Search code examples
pythonregexpandasdataframefindall

Pandas - Choose several floats from the same string in Pandas to operate with them


I have a dataframe extracted with Pandas for which one of the colums looks something like this:

Image: A few elements of the column of interest of the Dataframe

What I want to do is to extract the numerical values (floats) in this column, which by itself I could do. The issue comes because I have some cells, like the cell 20 in the image, in which I have more than one number, so I would like to make an average of these values. I think that for that I would first need to recognize the different groups of numerical values in the string (each float number) and then extract them as floats to then operate with them. I don't know how to do this.

Edit: I have found an solution to this using the re.findall command from regex. This is based on the answer of a question in this thread Find all floats or ints in a given string.

for index,value in z.iteritems():
z[index]=statistics.mean([float(h) for h in re.findall(r'(?:\b\d{1,2}\b(?:\.\d*))',value)])
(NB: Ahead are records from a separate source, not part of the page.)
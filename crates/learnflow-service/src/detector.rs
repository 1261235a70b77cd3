//! Language, problem, and pattern detection.
//!
//! Everything here works on a lowercased view of the submitted code with
//! cheap keyword heuristics. The detectors never fail: code that matches
//! nothing is reported as `unknown` and classified by its loop structure
//! alone.

use std::sync::OnceLock;

use learnflow_pipeline::model::{PatternFlags, SolutionKind};
use regex::Regex;

/// Result of classifying the submitted code.
#[derive(Debug, Clone, Copy, PartialEq, Eq)]
pub struct Classification {
    /// Which tier the submission falls into.
    pub solution_type: SolutionKind,
    /// Estimated time complexity.
    pub time_complexity: &'static str,
    /// Quality score, 0 to 100.
    pub score: u8,
}

static FOR_KEYWORD: OnceLock<Option<Regex>> = OnceLock::new();
static WHILE_KEYWORD: OnceLock<Option<Regex>> = OnceLock::new();

/// Counts whole-word occurrences of a keyword, compiling its pattern once.
fn keyword_count(cell: &'static OnceLock<Option<Regex>>, pattern: &str, code: &str) -> usize {
    cell.get_or_init(|| Regex::new(pattern).ok())
        .as_ref()
        .map_or(0, |re| re.find_iter(code).count())
}

/// Counts whole-word `for` loops. `forEach` does not count.
fn for_count(code: &str) -> usize {
    keyword_count(&FOR_KEYWORD, r"\bfor\b", code)
}

/// Counts whole-word `while` loops.
fn while_count(code: &str) -> usize {
    keyword_count(&WHILE_KEYWORD, r"\bwhile\b", code)
}

/// Guesses the language from the code itself, ignoring what the submission
/// claims.
#[must_use]
pub fn detect_language(code: &str) -> String {
    let code = code.to_lowercase();

    let language = if code.contains("def ") && code.contains(':') {
        "python"
    } else if code.contains("function") || code.contains("=>") || code.contains("let ") {
        "javascript"
    } else if code.contains("public static") || code.contains("system.out") {
        "java"
    } else if code.contains("console.writeline") || code.contains("using system") {
        "csharp"
    } else if code.contains("#include") && (code.contains("std::") || code.contains("cout")) {
        "cpp"
    } else {
        "unknown"
    };
    language.to_string()
}

/// Identifies which classic problem the code appears to solve.
///
/// Checks run in specificity order: binary search first, the generic
/// linear-search shape last, `unknown` when nothing matches.
#[must_use]
pub fn detect_problem(code: &str) -> String {
    let code = code.to_lowercase();
    let for_count = for_count(&code);

    let problem = if code.contains("low") && code.contains("high") && code.contains("mid") {
        "binary_search"
    } else if code.contains("merge")
        && (code.contains("mid") || code.contains("len(arr)//2"))
        && (code.contains("def") || code.contains("function"))
    {
        "merge_sort"
    } else if code.contains("pivot") && (code.contains("partition") || code.contains("i<j")) {
        "quick_sort"
    } else if for_count >= 2 && code.contains("arr[j]") && code.contains("arr[j+1]") {
        "sorting"
    } else if code.contains("max") || code.contains("min") || (code.contains("arr[i]") && code.contains('>')) {
        "array_max_min"
    } else if for_count >= 1 && code.contains("if") && code.contains("==") {
        "linear_search"
    } else {
        "unknown"
    };
    problem.to_string()
}

const BUILT_IN_MARKERS: [&str; 9] = [
    "max(",
    "min(",
    "sorted(",
    "math.max",
    ".sort(",
    "collections.max",
    "arrays.sort",
    "std::max",
    "max_element",
];

/// Extracts the structural pattern flags used for classification.
#[must_use]
pub fn detect_patterns(code: &str) -> PatternFlags {
    let code = code.to_lowercase();
    let for_count = for_count(&code);
    let while_count = while_count(&code);

    PatternFlags {
        nested_loop: for_count >= 2 || (for_count >= 1 && while_count >= 1),
        single_loop: for_count == 1 && while_count == 0,
        while_loop: while_count >= 1,
        recursion: (code.contains("def") || code.contains("void") || code.contains("int"))
            && code.matches('(').count() > 1,
        built_in: BUILT_IN_MARKERS.iter().any(|m| code.contains(m)),
        binary_search: code.contains("binary_search")
            || (code.contains("low") && code.contains("high") && code.contains("mid")),
    }
}

/// Classifies a submission from its pattern flags.
///
/// Nested loops dominate: a brute-force shape stays brute-force even when
/// binary-search vocabulary is present.
#[must_use]
pub const fn classify(flags: &PatternFlags) -> Classification {
    if flags.nested_loop {
        return Classification {
            solution_type: SolutionKind::BruteForce,
            time_complexity: "O(n²)",
            score: 40,
        };
    }
    if flags.binary_search {
        return Classification {
            solution_type: SolutionKind::Optimal,
            time_complexity: "O(log n)",
            score: 90,
        };
    }
    if flags.built_in {
        return Classification {
            solution_type: SolutionKind::Optimal,
            time_complexity: "O(n)",
            score: 85,
        };
    }
    if flags.single_loop {
        return Classification {
            solution_type: SolutionKind::Better,
            time_complexity: "O(n)",
            score: 70,
        };
    }
    Classification {
        solution_type: SolutionKind::BruteForce,
        time_complexity: "O(n²)",
        score: 45,
    }
}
Note that I haven't included match for integers, and only account for values up to 99, just due to the type of data that I have.

However, I get a warning with this approach, due to the loop (there is no warning when I do it only for one element of the series):

SettingWithCopyWarning: A value is trying to be set on a copy of a slice from a DataFrame

Although I don't see any issue happening with my data, is this warning important?


Solution

  • I have found a solution based on what I wrote previously in the Edit of the original post:

    It consists on using the re.findall() command with regex, as posted in this thread Find all floats or ints in a given string:

    statistics.mean([float(h) for h in re.findall(r'(?:\b\d{1,2}\b(?:\.\d*))',string)])
    

    Then, to loop over the dataframe column, just use the lambda x: method with the pandas apply command (df.apply). For this, I have defined a function (redshift_to_num) executing the operation above, and then apply this function to each element in the dataframe column:

    import re
    import pandas as pd
    import statistics
    
    def redshift_to_num(string):
        measures=[float(h) for h in re.findall(r'(?:\b\d{1,2}\b(?:\.\d*))',string)]
        mean=statistics.mean(measures)
        return mean
    
    df.Redshift=df.Redshift.apply(lambda x: redshift_to_num(x))
    

    Notes:

    • The data of interest in my case is stored in the dataframe column df.Redshift.
    • In the re.findall command I haven't included match for integers, and only account for values up to 99, just due to the type of data that I have.